:: Work required ::
In the material below, find each line with the string "ReplyFailed" and copy it.

======

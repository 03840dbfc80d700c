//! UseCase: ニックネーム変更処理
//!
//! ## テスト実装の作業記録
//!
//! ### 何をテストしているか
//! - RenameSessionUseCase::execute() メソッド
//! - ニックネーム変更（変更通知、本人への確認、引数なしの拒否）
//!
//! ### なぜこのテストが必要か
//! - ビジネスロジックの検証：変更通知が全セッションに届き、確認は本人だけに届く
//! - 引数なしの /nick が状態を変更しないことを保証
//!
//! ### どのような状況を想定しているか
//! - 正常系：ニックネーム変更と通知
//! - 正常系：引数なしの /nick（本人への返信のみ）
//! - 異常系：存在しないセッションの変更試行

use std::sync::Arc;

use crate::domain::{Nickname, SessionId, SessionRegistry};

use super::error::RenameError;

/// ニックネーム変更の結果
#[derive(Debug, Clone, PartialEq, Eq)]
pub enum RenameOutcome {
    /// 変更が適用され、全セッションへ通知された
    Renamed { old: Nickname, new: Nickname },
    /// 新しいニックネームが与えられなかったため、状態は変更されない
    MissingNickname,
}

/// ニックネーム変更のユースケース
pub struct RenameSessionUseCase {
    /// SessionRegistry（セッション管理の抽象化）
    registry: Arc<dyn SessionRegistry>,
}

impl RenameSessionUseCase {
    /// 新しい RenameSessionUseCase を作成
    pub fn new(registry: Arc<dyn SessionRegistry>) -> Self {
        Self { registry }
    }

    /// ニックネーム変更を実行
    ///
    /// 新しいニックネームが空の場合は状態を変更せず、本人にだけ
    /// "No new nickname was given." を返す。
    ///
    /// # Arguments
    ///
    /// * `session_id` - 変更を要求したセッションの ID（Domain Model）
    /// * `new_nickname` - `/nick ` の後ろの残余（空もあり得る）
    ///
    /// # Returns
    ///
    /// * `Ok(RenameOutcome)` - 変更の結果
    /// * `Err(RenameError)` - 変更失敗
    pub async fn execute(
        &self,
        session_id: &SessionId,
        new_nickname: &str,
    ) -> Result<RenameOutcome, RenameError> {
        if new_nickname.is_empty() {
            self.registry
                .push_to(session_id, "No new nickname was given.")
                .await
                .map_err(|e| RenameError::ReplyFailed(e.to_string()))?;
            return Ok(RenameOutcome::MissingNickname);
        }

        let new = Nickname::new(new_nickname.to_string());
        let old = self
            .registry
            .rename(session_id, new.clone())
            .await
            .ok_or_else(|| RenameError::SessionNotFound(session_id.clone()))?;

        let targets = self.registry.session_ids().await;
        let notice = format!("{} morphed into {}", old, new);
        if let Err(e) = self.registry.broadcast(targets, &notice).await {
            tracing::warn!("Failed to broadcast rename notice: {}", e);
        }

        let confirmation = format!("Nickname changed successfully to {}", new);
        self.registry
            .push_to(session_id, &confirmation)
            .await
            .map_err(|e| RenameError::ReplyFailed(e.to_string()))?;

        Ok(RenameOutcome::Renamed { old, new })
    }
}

======

:: Task result ::
                .map_err(|e| RenameError::ReplyFailed(e.to_string()))?;
            .map_err(|e| RenameError::ReplyFailed(e.to_string()))?;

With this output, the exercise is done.